▶ WHAT YOU WILL DO:
Below is a block of records. Copy every line in it that contains the word "argument".

▶ RECORDS FOR THIS EXERCISE:
= Beginning of Section =
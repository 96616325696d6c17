//! Release context - build once, pass everywhere
//!
//! Replaces ambient process state (current directory, environment variables)
//! with one explicit value: the repository root and the loaded configuration.
//! `main` builds it, and every operation receives it by reference.

use crate::core::config::FactoryConfig;
use crate::core::error::{ConfigError, ReleaseResult};
use std::path::{Path, PathBuf};

/// Everything an upgrade run needs to know about the repository
#[derive(Debug, Clone)]
pub struct ReleaseContext {
  /// Repository root directory (absolute path)
  pub root: PathBuf,

  /// Configuration (release.toml or defaults)
  pub config: FactoryConfig,
}

impl ReleaseContext {
  /// Build the context from a root directory, loading release.toml if present
  pub fn build(root: &Path) -> ReleaseResult<Self> {
    let config = FactoryConfig::load(root)?;
    Ok(Self::with_config(root, config))
  }

  /// Build the context from an already loaded configuration
  pub fn with_config(root: &Path, config: FactoryConfig) -> Self {
    Self {
      root: root.to_path_buf(),
      config,
    }
  }

  /// Absolute path of the sites root
  pub fn sites_root(&self) -> PathBuf {
    self.root.join(&self.config.sites_root)
  }

  /// Absolute path of one site directory
  pub fn site_dir(&self, site: &str) -> PathBuf {
    self.sites_root().join(site)
  }

  /// Sites root, or an error when it does not exist
  pub fn require_sites_root(&self) -> ReleaseResult<PathBuf> {
    let sites_root = self.sites_root();
    if !sites_root.is_dir() {
      return Err(ConfigError::SitesRootMissing { path: sites_root }.into());
    }
    Ok(sites_root)
  }

  /// Path relative to the repository root, for display and git pathspecs
  pub fn relative<'a>(&self, path: &'a Path) -> &'a Path {
    path.strip_prefix(&self.root).unwrap_or(path)
  }
}
//! Integration tests for argument handling and exit codes

use crate::helpers::{TestFactory, site_release};
use anyhow::Result;

#[test]
fn test_help_exits_zero() -> Result<()> {
  let factory = TestFactory::new()?;
  let output = site_release(&factory.path, &["--help"])?;

  assert!(output.status.success());
  let stdout = String::from_utf8_lossy(&output.stdout);
  assert!(stdout.contains("--build"));
  assert!(stdout.contains("--commit"));
  assert_eq!(factory.status()?, "");

  Ok(())
}

#[test]
fn test_missing_version_is_a_usage_error() -> Result<()> {
  let factory = TestFactory::new()?;
  factory.add_site("alpha", "2.17.0")?;
  factory.commit("Add site")?;

  let output = site_release(&factory.path, &[])?;
  assert_eq!(output.status.code(), Some(2));
  assert!(String::from_utf8_lossy(&output.stderr).contains("<VERSION>"));

  let output = site_release(&factory.path, &[""])?;
  assert_eq!(output.status.code(), Some(1));

  assert!(factory.requirements("alpha")?.contains("richie==2.17.0"));
  assert_eq!(factory.status()?, "");

  Ok(())
}

#[test]
fn test_unknown_site_fails_before_any_change() -> Result<()> {
  let factory = TestFactory::new()?;
  factory.add_site("alpha", "2.17.0")?;
  factory.commit("Add site")?;

  let output = site_release(&factory.path, &["2.18.0", "alpha", "nosuch"])?;
  assert_eq!(output.status.code(), Some(1));

  let stderr = String::from_utf8_lossy(&output.stderr);
  assert!(stderr.contains("nosuch"), "stderr: {}", stderr);
  assert_eq!(factory.status()?, "");

  Ok(())
}

#[test]
fn test_invalid_config_is_reported() -> Result<()> {
  let factory = TestFactory::new()?;
  factory.add_site("alpha", "2.17.0")?;
  factory.write_config("[commit]\nsummary = \"upgrade richie\"\n")?;

  let output = site_release(&factory.path, &["2.18.0"])?;
  assert_eq!(output.status.code(), Some(1));
  assert!(String::from_utf8_lossy(&output.stderr).contains("release.toml"));
  assert!(factory.requirements("alpha")?.contains("richie==2.17.0"));

  Ok(())
}

#[test]
fn test_json_report_is_the_only_stdout() -> Result<()> {
  let factory = TestFactory::new()?;
  factory.add_site("alpha", "2.17.0")?;
  factory.commit("Add site")?;

  let output = site_release(&factory.path, &["2.18.0", "--json", "--commit"])?;
  assert!(output.status.success());

  let report: serde_json::Value = serde_json::from_slice(&output.stdout)?;
  assert_eq!(report["version"], "2.18.0");
  assert_eq!(report["dry_run"], false);
  assert_eq!(report["sites"][0]["site"], "alpha");
  assert_eq!(report["sites"][0]["status"], "upgraded");
  assert_eq!(report["sites"][0]["commit"].as_str().map(str::len), Some(40));

  Ok(())
}
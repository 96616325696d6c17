use crate::core::error::{ConfigError, ReleaseError, ReleaseResult, ResultExt};
use crate::manifest::ManifestKind;
use serde::{Deserialize, Serialize};
use std::collections::BTreeMap;
use std::fs;
use std::path::{Path, PathBuf};

/// Configuration for site-release
/// Searched in order: release.toml, .release.toml, .config/release.toml
///
/// Every field is optional. Missing fields fall back to the layout of a
/// site factory: `sites/<site>/requirements/base.txt` pinning `richie` and
/// `sites/<site>/src/frontend/package.json` pinning `richie-education`.
#[derive(Debug, Clone, Serialize, Deserialize)]
#[serde(default)]
pub struct FactoryConfig {
  /// Directory holding one subdirectory per site (relative to the repository root)
  pub sites_root: PathBuf,

  /// Manifests rewritten in every site
  pub manifests: Vec<ManifestConfig>,

  /// Lockfiles staged alongside the manifests when recording (relative to the site)
  pub lockfiles: Vec<PathBuf>,

  pub changelog: ChangelogConfig,

  /// Lockfile sync step run in every site
  pub install: InstallConfig,

  /// Verification step run with `--build`
  pub build: CommandConfig,

  pub commit: CommitConfig,
}

/// One manifest file of a site
///
/// ```toml
/// [[manifests]]
/// path = "requirements/base.txt"
/// kind = "requirements"
/// package = "richie"
/// ```
#[derive(Debug, Clone, Serialize, Deserialize)]
pub struct ManifestConfig {
  /// Path relative to the site directory, glob patterns allowed
  pub path: String,
  pub kind: ManifestKind,
  /// Dependency name as written in the manifest
  pub package: String,
}

/// Keep-a-Changelog maintenance
#[derive(Debug, Clone, Serialize, Deserialize)]
#[serde(default)]
pub struct ChangelogConfig {
  pub enabled: bool,
  /// Path relative to the site directory
  pub path: PathBuf,
  /// Entry text, `{version}` is substituted
  pub entry: String,
  /// Subsection of `## [Unreleased]` receiving the entry
  pub section: String,
}

impl Default for ChangelogConfig {
  fn default() -> Self {
    Self {
      enabled: true,
      path: PathBuf::from("CHANGELOG.md"),
      entry: "Upgrade to Richie {version}".to_string(),
      section: "Changed".to_string(),
    }
  }
}

/// An external command given as an argument vector
///
/// Placeholders `{site}`, `{version}` and `{site_dir}` are expanded in every
/// argument, environment value and in `workdir`. Nothing goes through a shell.
#[derive(Debug, Clone, Serialize, Deserialize)]
pub struct CommandConfig {
  pub command: Vec<String>,
  #[serde(default)]
  pub env: BTreeMap<String, String>,
  /// Working directory relative to the repository root (default: the root)
  #[serde(default)]
  pub workdir: Option<String>,
}

impl CommandConfig {
  fn validate(&self, source: &Path, field: &str) -> ReleaseResult<()> {
    match self.command.first() {
      Some(program) if !program.trim().is_empty() => Ok(()),
      _ => Err(missing(source, format!("{}.command", field))),
    }
  }
}

/// Lockfile sync step
///
/// Runs `yarn install` in the site frontend unless configured otherwise.
/// `enabled = false` turns lockfile sync off.
///
/// ```toml
/// [install]
/// command = ["yarn", "install", "--frozen-lockfile"]
/// workdir = "{site_dir}/src/frontend"
/// ```
#[derive(Debug, Clone, Serialize, Deserialize)]
pub struct InstallConfig {
  #[serde(default = "default_enabled")]
  pub enabled: bool,
  #[serde(default)]
  pub command: Vec<String>,
  #[serde(default)]
  pub env: BTreeMap<String, String>,
  /// Working directory relative to the repository root (default: the root)
  #[serde(default)]
  pub workdir: Option<String>,
}

impl InstallConfig {
  /// The command to run, or `None` when lockfile sync is turned off
  pub fn step(&self) -> Option<CommandConfig> {
    self.enabled.then(|| CommandConfig {
      command: self.command.clone(),
      env: self.env.clone(),
      workdir: self.workdir.clone(),
    })
  }
}

impl Default for InstallConfig {
  fn default() -> Self {
    Self {
      enabled: true,
      command: vec!["yarn".to_string(), "install".to_string()],
      env: BTreeMap::new(),
      workdir: Some("{site_dir}/src/frontend".to_string()),
    }
  }
}

fn default_enabled() -> bool {
  true
}

/// Commit message templates
#[derive(Debug, Clone, Serialize, Deserialize)]
#[serde(default)]
pub struct CommitConfig {
  /// Summary line, must mention `{site}` and `{version}`
  pub summary: String,
  /// Body of the commit, `{version}` is substituted
  pub release_notes_url: String,
}

impl Default for CommitConfig {
  fn default() -> Self {
    Self {
      summary: "⬆️({site}) upgrade richie to {version}".to_string(),
      release_notes_url: "https://github.com/openfun/richie/releases/tag/v{version}".to_string(),
    }
  }
}

fn default_manifests() -> Vec<ManifestConfig> {
  vec![
    ManifestConfig {
      path: "requirements/base.txt".to_string(),
      kind: ManifestKind::Requirements,
      package: "richie".to_string(),
    },
    ManifestConfig {
      path: "src/frontend/package.json".to_string(),
      kind: ManifestKind::PackageJson,
      package: "richie-education".to_string(),
    },
  ]
}

fn default_build() -> CommandConfig {
  CommandConfig {
    command: vec!["make".to_string(), "build".to_string()],
    env: BTreeMap::from([("RICHIE_SITE".to_string(), "{site}".to_string())]),
    workdir: None,
  }
}

impl Default for FactoryConfig {
  fn default() -> Self {
    Self {
      sites_root: PathBuf::from("sites"),
      manifests: default_manifests(),
      lockfiles: vec![PathBuf::from("src/frontend/yarn.lock")],
      changelog: ChangelogConfig::default(),
      install: InstallConfig::default(),
      build: default_build(),
      commit: CommitConfig::default(),
    }
  }
}

impl FactoryConfig {
  /// Find config file in search order: release.toml, .release.toml, .config/release.toml
  pub fn find_config_path(path: &Path) -> Option<PathBuf> {
    let candidates = vec![
      path.join("release.toml"),
      path.join(".release.toml"),
      path.join(".config").join("release.toml"),
    ];

    candidates.into_iter().find(|p| p.exists())
  }

  /// Load config (searches multiple locations), or the defaults when none exists
  pub fn load(path: &Path) -> ReleaseResult<Self> {
    let Some(config_path) = Self::find_config_path(path) else {
      tracing::debug!(root = %path.display(), "no release.toml found, using defaults");
      return Ok(Self::default());
    };

    let content = fs::read_to_string(&config_path)
      .with_context(|| format!("Failed to read config from {}", config_path.display()))?;
    let config = Self::parse(&content).map_err(|reason| ConfigError::Invalid {
      path: config_path.clone(),
      reason,
    })?;

    config.validate(&config_path)?;

    tracing::debug!(path = %config_path.display(), "loaded configuration");
    Ok(config)
  }

  fn parse(content: &str) -> Result<Self, String> {
    toml_edit::de::from_str(content).map_err(|e| e.to_string())
  }

  /// Validate the configuration read from `source`
  pub fn validate(&self, source: &Path) -> ReleaseResult<()> {
    if self.manifests.is_empty() {
      return Err(missing(source, "manifests (at least one [[manifests]] entry)"));
    }

    for (index, manifest) in self.manifests.iter().enumerate() {
      if manifest.path.trim().is_empty() {
        return Err(missing(source, format!("manifests[{}].path", index)));
      }
      if manifest.package.trim().is_empty() {
        return Err(missing(source, format!("manifests[{}].package", index)));
      }
    }

    if let Some(install) = self.install.step() {
      install.validate(source, "install")?;
    }
    self.build.validate(source, "build")?;

    if !self.commit.summary.contains("{site}") || !self.commit.summary.contains("{version}") {
      return Err(
        ConfigError::Invalid {
          path: source.to_path_buf(),
          reason: "commit.summary must contain both {site} and {version}".to_string(),
        }
        .into(),
      );
    }

    if self.changelog.enabled && self.changelog.section.trim().is_empty() {
      return Err(missing(source, "changelog.section"));
    }

    Ok(())
  }
}

fn missing(source: &Path, field: impl Into<String>) -> ReleaseError {
  ConfigError::MissingField {
    path: source.to_path_buf(),
    field: field.into(),
  }
  .into()
}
= End of Section =
▶ ANSWER SECTION:
//! Integration tests for argument handling and exit codes
/// An external command given as an argument vector
/// argument, environment value and in `workdir`. Nothing goes through a shell.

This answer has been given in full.